### WHAT THIS TASK INVOLVES
Of the material below, the lines to be retyped are those from the line containing "#[allow(clippy::too_many_arguments)]" through the line containing "let candidates = signals::rank(pool, policy);", inclusive; reproduce them exactly.

### DATA UNDER STUDY
▶

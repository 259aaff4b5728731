//! Orchestrates one acquisition: arm, click, race, resolve, store, tear down.

use std::sync::Arc;

use tokio::time::Instant;

use crate::actuator;
use crate::config::CaptureConfig;
use crate::driver::{BrowserDriver, BrowsingContext, PageHandle};
use crate::error::{CaptureError, CaptureResult, ResolveError};
use crate::mime::{self, TargetMedia};
use crate::persist::{self, PersistTarget};
use crate::policy::{Strategy, StrategyPolicy};
use crate::resolver::ContentResolver;
use crate::session::SessionCloner;
use crate::signals::{self, ArmedSignals};
use crate::store::ArtifactStore;
use crate::types::{
    AcquisitionReport, ActionTrigger, RankedCandidate, ResolvedArtifact, StoredArtifact, UiAction,
};

/// Lifecycle of one acquisition call.
#[derive(Debug, Clone, Copy, PartialEq, Eq)]
pub enum Phase {
    Idle,
    Armed,
    Triggered,
    Racing,
    Resolving,
    Done,
}

/// Everything one acquisition call needs besides the browser.
#[derive(Debug, Clone)]
pub struct AcquisitionRequest {
    pub trigger: ActionTrigger,
    /// Store key. Generated from the artifact when absent.
    pub name: Option<String>,
    pub media: TargetMedia,
    pub policy: StrategyPolicy,
    pub persist: Option<PersistTarget>,
}

impl AcquisitionRequest {
    pub fn new(trigger: ActionTrigger, policy: StrategyPolicy) -> Self {
        Self {
            trigger,
            name: None,
            media: TargetMedia::default(),
            policy,
            persist: None,
        }
    }

    pub fn with_name(mut self, name: impl Into<String>) -> Self {
        self.name = Some(name.into());
        self
    }

    pub fn with_media(mut self, media: TargetMedia) -> Self {
        self.media = media;
        self
    }

    pub fn with_persist(mut self, target: PersistTarget) -> Self {
        self.persist = Some(target);
        self
    }
}

/// Runs acquisitions against contexts of one driver, writing results into
/// one store.
pub struct AcquisitionCoordinator {
    driver: Arc<dyn BrowserDriver>,
    store: ArtifactStore,
    config: CaptureConfig,
}

struct Tracker {
    phase: Phase,
    started: Instant,
}

impl Tracker {
    fn advance(&mut self, next: Phase) {
        tracing::debug!(
            from = ?self.phase,
            to = ?next,
            elapsed_ms = self.started.elapsed().as_millis() as u64,
            "Acquisition phase"
        );
        self.phase = next;
    }
}

impl AcquisitionCoordinator {
    pub fn new(driver: Arc<dyn BrowserDriver>, store: ArtifactStore, config: CaptureConfig) -> Self {
        Self {
            driver,
            store,
            config,
        }
    }

    pub fn store(&self) -> &ArtifactStore {
        &self.store
    }

    pub fn config(&self) -> &CaptureConfig {
        &self.config
    }

    pub fn driver(&self) -> &Arc<dyn BrowserDriver> {
        &self.driver
    }

    /// Clicks the trigger on `page` and returns the best artifact any
    /// signal source produced before the deadline.
    ///
    /// Every auxiliary context opened during the call is closed before this
    /// returns, whatever the outcome.
    pub async fn acquire(
        &self,
        context: &Arc<dyn BrowsingContext>,
        page: &Arc<dyn PageHandle>,
        request: AcquisitionRequest,
    ) -> CaptureResult<AcquisitionReport> {
        let started = Instant::now();
        let deadline = started + request.trigger.wait;
        let mut tracker = Tracker {
            phase: Phase::Idle,
            started,
        };
        tracing::info!(
            locator = %request.trigger.locator,
            wait_ms = request.trigger.wait.as_millis() as u64,
            "Starting acquisition"
        );

        let cloner = SessionCloner::new(Arc::clone(&self.driver));
        let armed = ArmedSignals::arm(context, page, &request.policy, &request.media, deadline).await;
        tracker.advance(Phase::Armed);

        let result = self
            .run(context, page, &request, &armed, &cloner, deadline, &mut tracker)
            .await;

        armed.disarm(page.as_ref()).await;
        if self.config.close_spawned_pages {
            for spawned in armed.spawned_pages().await {
                if spawned.id() != page.id() && !spawned.is_closed() {
                    if let Err(e) = spawned.close().await {
                        tracing::debug!(page = spawned.id(), error = %e, "Could not close spawned page");
                    }
                }
            }
        }
        cloner.close_all().await;
        tracker.advance(Phase::Done);

        match &result {
            Ok(report) => tracing::info!(
                strategy = %report.strategy,
                url = report.source_url.as_deref().unwrap_or(""),
                elapsed_ms = report.elapsed_ms,
                "Acquisition succeeded"
            ),
            Err(e) => tracing::warn!(kind = e.kind(), error = %e, "Acquisition failed"),
        }
        result
    }

    #[allow(clippy::too_many_arguments)]
    async fn run(
        &self,
        context: &Arc<dyn BrowsingContext>,
        page: &Arc<dyn PageHandle>,
        request: &AcquisitionRequest,
        armed: &ArmedSignals,
        cloner: &SessionCloner,
        deadline: Instant,
        tracker: &mut Tracker,
    ) -> CaptureResult<AcquisitionReport> {
        let policy = &request.policy;

        actuator::act(page.as_ref(), &request.trigger.locator, &UiAction::Click).await?;
        tracker.advance(Phase::Triggered);

        tracker.advance(Phase::Racing);
        if let Some(strategy) = armed.race(policy, deadline).await {
            let settle = policy
                .settle
                .min(deadline.saturating_duration_since(Instant::now()));
            tracing::debug!(%strategy, settle_ms = settle.as_millis() as u64, "Early exit");
            tokio::time::sleep(settle).await;
        }

        tracker.advance(Phase::Resolving);
        let pool = armed.collect(page, policy, &request.media).await;
        let candidates = signals::rank(pool, policy);
        tracing::debug!(count = candidates.len(), "Ranked candidates");
        if candidates.is_empty() {
            return Err(CaptureError::NoArtifactFound {
                reason: format!(
                    "no capture technique produced a candidate within {}ms",
                    request.trigger.wait.as_millis()
                ),
                best_url: None,
            });
        }

        if !policy.resolve_bytes {
            return self.report_url(&candidates, tracker.started);
        }

        let resolver = ContentResolver {
            source: context,
            origin: page,
            cloner,
            media: &request.media,
            config: &self.config,
            prefer_cloned_session: policy.prefer_cloned_session,
        };

        let mut attempted = Vec::new();
        let mut first_error: Option<ResolveError> = None;
        for candidate in &candidates {
            match resolver.resolve(&candidate.signal).await {
                Ok(artifact) => {
                    return self
                        .finish(candidate.strategy, artifact, request, attempted, tracker.started)
                        .await;
                }
                Err(e) => {
                    tracing::warn!(strategy = %candidate.strategy, error = %e, "Candidate rejected");
                    if let Some(url) = candidate.signal.url() {
                        attempted.push(url.to_string());
                    }
                    first_error.get_or_insert(e);
                }
            }
        }

        match first_error {
            Some(ResolveError::DownloadTimeout { url, waited_ms }) => {
                Err(CaptureError::DownloadTimeout { url, waited_ms })
            }
            Some(e) => Err(CaptureError::NoArtifactFound {
                reason: format!("{} candidate(s) rejected; first: {e}", candidates.len()),
                best_url: attempted.first().cloned(),
            }),
            None => Err(CaptureError::NoArtifactFound {
                reason: "no candidate could be resolved".into(),
                best_url: None,
            }),
        }
    }

    fn report_url(
        &self,
        candidates: &[RankedCandidate],
        started: Instant,
    ) -> CaptureResult<AcquisitionReport> {
        let winner = candidates
            .iter()
            .find_map(|c| c.signal.url().map(|url| (c.strategy, url.to_string())));
        match winner {
            Some((strategy, url)) => Ok(AcquisitionReport {
                strategy,
                source_url: Some(url),
                artifact: None,
                saved_to: None,
                attempted: Vec::new(),
                elapsed_ms: started.elapsed().as_millis() as u64,
            }),
            None => Err(CaptureError::NoArtifactFound {
                reason: "candidates carried no URL".into(),
                best_url: None,
            }),
        }
    }

    async fn finish(
        &self,
        strategy: Strategy,
        artifact: ResolvedArtifact,
        request: &AcquisitionRequest,
        attempted: Vec<String>,
        started: Instant,
    ) -> CaptureResult<AcquisitionReport> {
        // Saved before stored: a failed write leaves no artifact behind.
        let saved_to = match &request.persist {
            Some(target) => {
                match persist::persist(&artifact, target, chrono::Local::now().date_naive()).await {
                    Ok(path) => Some(path),
                    Err(source) => {
                        if let Some(temp) = &artifact.temp_path {
                            persist::remove_temp(temp).await;
                        }
                        return Err(CaptureError::Persist {
                            directory: target.directory.clone(),
                            source_url: artifact.source_url.clone(),
                            source,
                        });
                    }
                }
            }
            None => {
                if let Some(temp) = &artifact.temp_path {
                    persist::remove_temp(temp).await;
                }
                None
            }
        };

        let name = request
            .name
            .clone()
            .filter(|n| !n.trim().is_empty())
            .unwrap_or_else(|| default_name(&artifact));
        let record = self
            .store
            .put(&name, artifact.bytes.clone(), &artifact.mime_type);

        Ok(AcquisitionReport {
            strategy,
            source_url: artifact.source_url.clone(),
            artifact: Some(StoredArtifact {
                name: record.name,
                mime_type: record.mime_type,
                size: record.size,
            }),
            saved_to,
            attempted,
            elapsed_ms: started.elapsed().as_millis() as u64,
        })
    }
}

/// The server's suggested file name, or a timestamped one.
fn default_name(artifact: &ResolvedArtifact) -> String {
    if let Some(suggested) = artifact.suggested_filename.as_deref() {
        if !suggested.is_empty() {
            return suggested.to_string();
        }
    }
    let ext = mime::extension_for_mime(&artifact.mime_type).unwrap_or("bin");
    format!("capture-{}.{}", chrono::Utc::now().format("%Y%m%d-%H%M%S%3f"), ext)
}

#[cfg(test)]
mod tests {
    use super::*;

    fn artifact(suggested: Option<&str>) -> ResolvedArtifact {
        ResolvedArtifact {
            bytes: vec![],
            mime_type: "application/pdf".into(),
            source_url: None,
            suggested_filename: suggested.map(str::to_string),
            temp_path: None,
        }
    }

    #[test]
    fn test_default_name_prefers_suggested() {
        assert_eq!(default_name(&artifact(Some("cert.pdf"))), "cert.pdf");
        let generated = default_name(&artifact(None));
        assert!(generated.starts_with("capture-"));
        assert!(generated.ends_with(".pdf"));
    }
}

◀

### PROBLEM SOLUTION
    #[allow(clippy::too_many_arguments)]
    async fn run(
        &self,
        context: &Arc<dyn BrowsingContext>,
        page: &Arc<dyn PageHandle>,
        request: &AcquisitionRequest,
        armed: &ArmedSignals,
        cloner: &SessionCloner,
        deadline: Instant,
        tracker: &mut Tracker,
    ) -> CaptureResult<AcquisitionReport> {
        let policy = &request.policy;

        actuator::act(page.as_ref(), &request.trigger.locator, &UiAction::Click).await?;
        tracker.advance(Phase::Triggered);

        tracker.advance(Phase::Racing);
        if let Some(strategy) = armed.race(policy, deadline).await {
            let settle = policy
                .settle
                .min(deadline.saturating_duration_since(Instant::now()));
            tracing::debug!(%strategy, settle_ms = settle.as_millis() as u64, "Early exit");
            tokio::time::sleep(settle).await;
        }

        tracker.advance(Phase::Resolving);
        let pool = armed.collect(page, policy, &request.media).await;
        let candidates = signals::rank(pool, policy);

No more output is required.